Atas adanya ketidakpastian penafsiran terhadap pasal tersebut, sambung Zulkifli, dapat dipastikan seluruh Kepala Badan Keuangan Kabupaten/Kota dan Bendahara Pengeluaran Kabupaten/Kota dalam Provinsi Aceh maupun Kepala Badan Keuangan Provinsi Aceh dan Bendahara Pengeluaran Provinsi Aceh atau Seluruh Tim Anggaran Kabupaten/Kota atau Tim Anggaran Pemerintah Aceh akan menjadi tersangka, terdakwa, maupun terpidana atas pemberlakuan norma tersebut, termasuk Pemohon yang saat ini menjadi terdakwa dan/atau terpidana atas Pengelolaan Pendapat Asli Daerah (zakat).

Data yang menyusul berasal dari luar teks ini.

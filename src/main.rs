use anyhow::{bail, Context};
use clap::{Parser, Subcommand, ValueEnum};
use document_enhancer::engines::EngineRegistry;
use document_enhancer::histogram::Histogram;
use document_enhancer::loader;
use document_enhancer::preprocessing::steps::grayscale::to_grayscale;
use document_enhancer::search::{BestImageSearch, DEFAULT_MIN_WORD_RETENTION};
use document_enhancer::{enhance, EnhancedImage, PipelineOptions, RawImage};
use image::ImageFormat;
use std::path::{Path, PathBuf};
use tracing_subscriber::{layer::SubscriberExt, util::SubscriberInitExt};

mod config;

use config::Config;

#[derive(Parser, Debug)]
#[command(name = "document-enhancer")]
#[command(about = "Enhance document images for OCR")]
#[command(version)]
pub struct Args {
    /// Log level (trace, debug, info, warn, error)
    #[arg(long, env = "RUST_LOG", default_value = "info", global = true)]
    pub log_level: String,

    /// Largest accepted image width or height
    #[arg(long, env = "DOC_ENHANCE_MAX_DIMENSION", default_value = "10000", global = true)]
    pub max_dimension: u32,

    /// Directory holding OCR models (defaults to the user cache directory)
    #[arg(long, env = "DOC_ENHANCE_MODEL_DIR", global = true)]
    pub model_dir: Option<PathBuf>,

    #[command(subcommand)]
    pub command: Command,
}

#[derive(Subcommand, Debug)]
pub enum Command {
    /// Run the enhancement pipeline on one image
    Enhance {
        input: PathBuf,

        /// Where to write the enhanced image; the format follows the extension
        #[arg(short, long)]
        output: PathBuf,

        /// JSON file with pipeline options; flags override its values
        #[arg(long)]
        options: Option<PathBuf>,

        /// Write the run's provenance as JSON to this file
        #[arg(long)]
        provenance: Option<PathBuf>,

        /// Recognize the enhanced image and print the text
        #[arg(long)]
        ocr: bool,

        #[command(flatten)]
        pipeline: PipelineFlags,
    },

    /// Try many enhancements and keep the one OCR reads best
    Best {
        input: PathBuf,

        #[arg(short, long)]
        output: PathBuf,

        /// Known transcription; scores candidates by word accuracy
        #[arg(long)]
        reference: Option<PathBuf>,

        /// Parallel workers (defaults to the number of CPUs)
        #[arg(long)]
        workers: Option<usize>,

        /// Share of baseline words a candidate must keep
        #[arg(long, default_value_t = DEFAULT_MIN_WORD_RETENTION)]
        min_retention: f64,
    },

    /// Print the grayscale intensity histogram as JSON
    Histogram { input: PathBuf },
}

/// Per-stage overrides for `enhance`
#[derive(clap::Args, Debug, Default)]
pub struct PipelineFlags {
    #[arg(long)]
    pub no_denoise: bool,

    /// Odd denoise kernel width
    #[arg(long)]
    pub denoise_strength: Option<u32>,

    #[arg(long, value_enum)]
    pub denoise_filter: Option<FilterArg>,

    #[arg(long)]
    pub no_deskew: bool,

    /// Largest skew searched for, in degrees
    #[arg(long)]
    pub max_skew: Option<f32>,

    #[arg(long)]
    pub no_normalize: bool,

    #[arg(long)]
    pub target_low: Option<u8>,

    #[arg(long)]
    pub target_high: Option<u8>,

    #[arg(long)]
    pub sharpen: bool,

    #[arg(long, value_enum)]
    pub binarize: Option<MethodArg>,

    /// Threshold for fixed binarization
    #[arg(long)]
    pub threshold: Option<u8>,

    /// Window for adaptive binarization
    #[arg(long)]
    pub block_size: Option<u32>,

    /// Offset subtracted from the local threshold
    #[arg(long)]
    pub offset: Option<i32>,

    #[arg(long, value_enum)]
    pub weighting: Option<WeightingArg>,

    #[arg(long, value_enum)]
    pub morphology: Option<MorphologyArg>,

    /// Structuring element radius; also applies to a morphology from `--options`
    #[arg(long)]
    pub morph_radius: Option<u8>,
}

#[derive(ValueEnum, Clone, Copy, Debug, PartialEq, Eq)]
pub enum FilterArg {
    Median,
    Gaussian,
}

#[derive(ValueEnum, Clone, Copy, Debug, PartialEq, Eq)]
pub enum MethodArg {
    None,
    Global,
    Fixed,
    Adaptive,
}

#[derive(ValueEnum, Clone, Copy, Debug, PartialEq, Eq)]
pub enum WeightingArg {
    Mean,
    Gaussian,
    Sauvola,
}

#[derive(ValueEnum, Clone, Copy, Debug, PartialEq, Eq)]
pub enum MorphologyArg {
    None,
    Bold,
    Open,
    Close,
    OpenClose,
    CloseOpen,
}

fn main() -> anyhow::Result<()> {
    let args = Args::parse();

    // Logs go to stderr; stdout carries command output
    tracing_subscriber::registry()
        .with(
            tracing_subscriber::EnvFilter::try_from_default_env()
                .unwrap_or_else(|_| args.log_level.clone().into()),
        )
        .with(tracing_subscriber::fmt::layer().with_writer(std::io::stderr))
        .init();

    let config = Config::from(&args);

    match args.command {
        Command::Enhance {
            input,
            output,
            options,
            provenance,
            ocr,
            pipeline,
        } => {
            let base = match options {
                Some(path) => {
                    let json = std::fs::read_to_string(&path)
                        .with_context(|| format!("Failed to read {}", path.display()))?;
                    PipelineOptions::from_json(&json)
                        .with_context(|| format!("Invalid options in {}", path.display()))?
                }
                None => PipelineOptions::default(),
            };
            let options = config::pipeline_options(&pipeline, base)?;

            let raw = load(&input, &config)?;
            let enhanced = enhance(&raw, &options).context("Enhancement failed")?;
            write_image(&enhanced, &output)?;

            if let Some(path) = provenance {
                let json = serde_json::to_string_pretty(enhanced.provenance())?;
                std::fs::write(&path, json)
                    .with_context(|| format!("Failed to write {}", path.display()))?;
            }

            if ocr {
                let registry = EngineRegistry::new(&config.engine)?;
                let result = registry.default_engine().recognize(enhanced.pixels())?;
                for warning in &result.warnings {
                    tracing::warn!("{}", warning);
                }
                tracing::info!("OCR confidence {:.2}", result.confidence);
                println!("{}", result.text);
            }
        }

        Command::Best {
            input,
            output,
            reference,
            workers,
            min_retention,
        } => {
            let reference = reference
                .map(|path| {
                    std::fs::read_to_string(&path)
                        .with_context(|| format!("Failed to read {}", path.display()))
                })
                .transpose()?;

            let raw = load(&input, &config)?;
            let registry = EngineRegistry::new(&config.engine)?;
            let engine = registry.default_engine();

            let mut search =
                BestImageSearch::new(engine.as_ref()).with_min_word_retention(min_retention);
            if let Some(reference) = reference.as_deref() {
                search = search.with_reference(reference);
            }
            if let Some(workers) = workers {
                search = search.with_workers(workers);
            }

            let Some(best) = search.run(&raw)? else {
                bail!("No candidate kept enough of the recognized words");
            };
            write_image(&best.image, &output)?;
            println!(
                "{}\t{:.3}\t({} candidates evaluated)",
                best.label, best.score, best.evaluated
            );
        }

        Command::Histogram { input } => {
            let raw = load(&input, &config)?;
            let histogram = Histogram::of(&to_grayscale(&raw));
            let report = serde_json::json!({
                "counts": histogram.counts(),
                "normalized": histogram.normalized(),
                "total": histogram.total(),
                "min": histogram.min(),
                "max": histogram.max(),
                "mean": histogram.mean(),
                "otsu_threshold": histogram.otsu_threshold(),
                "background_level": histogram.background_level(),
            });
            println!("{}", serde_json::to_string_pretty(&report)?);
        }
    }

    Ok(())
}

fn load(path: &Path, config: &Config) -> anyhow::Result<RawImage> {
    let bytes =
        std::fs::read(path).with_context(|| format!("Failed to read {}", path.display()))?;
    loader::load(&bytes, config.limits)
        .with_context(|| format!("Failed to load {}", path.display()))
}

/// Encode by the output extension, or in the source format when the
/// extension is unknown
fn write_image(image: &EnhancedImage, path: &Path) -> anyhow::Result<()> {
    let bytes = match ImageFormat::from_path(path) {
        Ok(format) => image.encode(format)?,
        Err(_) => image.encode_as_source()?,
    };
    std::fs::write(path, bytes).with_context(|| format!("Failed to write {}", path.display()))?;
    tracing::info!("Wrote {}x{} image to {}", image.width(), image.height(), path.display());
    Ok(())
}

Dalam petitumnya, Pemohon memohon kepada Mahkamah agar menyatakan Pasal 44 Undang-Undang Nomor 23 Tahun 2011 tentang Pengelolaan Zakat (Lembaran Negara Republik Indonesia Tahun 2011 Nomor 155 dan Tambahan Lembaran Negara Republik Indonesia Nomor 5255) inkonstitusional bersyarat sepanjang tidak dimaknai “Pada saat Undang-Undang ini mulai berlaku, semua Peraturan Perundang-undangan tentang Pengelolaan Zakat dan peraturan pelaksanaan Undang-Undang Nomor 38 Tahun 1999 tentang Pengelolaan Zakat (Lembaran Negara Republik Indonesia Tahun 1999 Nomor 164; Tambahan Lembaran Negara Republik Indonesia Nomor 3885) dinyatakan masih tetap berlaku sepanjang tidak bertentangan dengan ketentuan dalam Undang-Undang ini” haruslah dimaknai, “Pada saat Undang-Undang ini mulai berlaku, semua Peraturan Perundang-undangan tentang Pengelolaan Zakat dan peraturan pelaksanaan Undang-Undang Nomor 38 Tahun 1999 tentang Pengelolaan Zakat (Lembaran Negara Republik Indonesia Tahun 1999 Nomor 164; Tambahan Lembaran Negara Republik Indonesia Nomor 3885) dinyatakan masih tetap berlaku sepanjang tidak bertentangan dengan ketentuan dalam Undang-Undang ini Kecuali Provinsi Aceh.”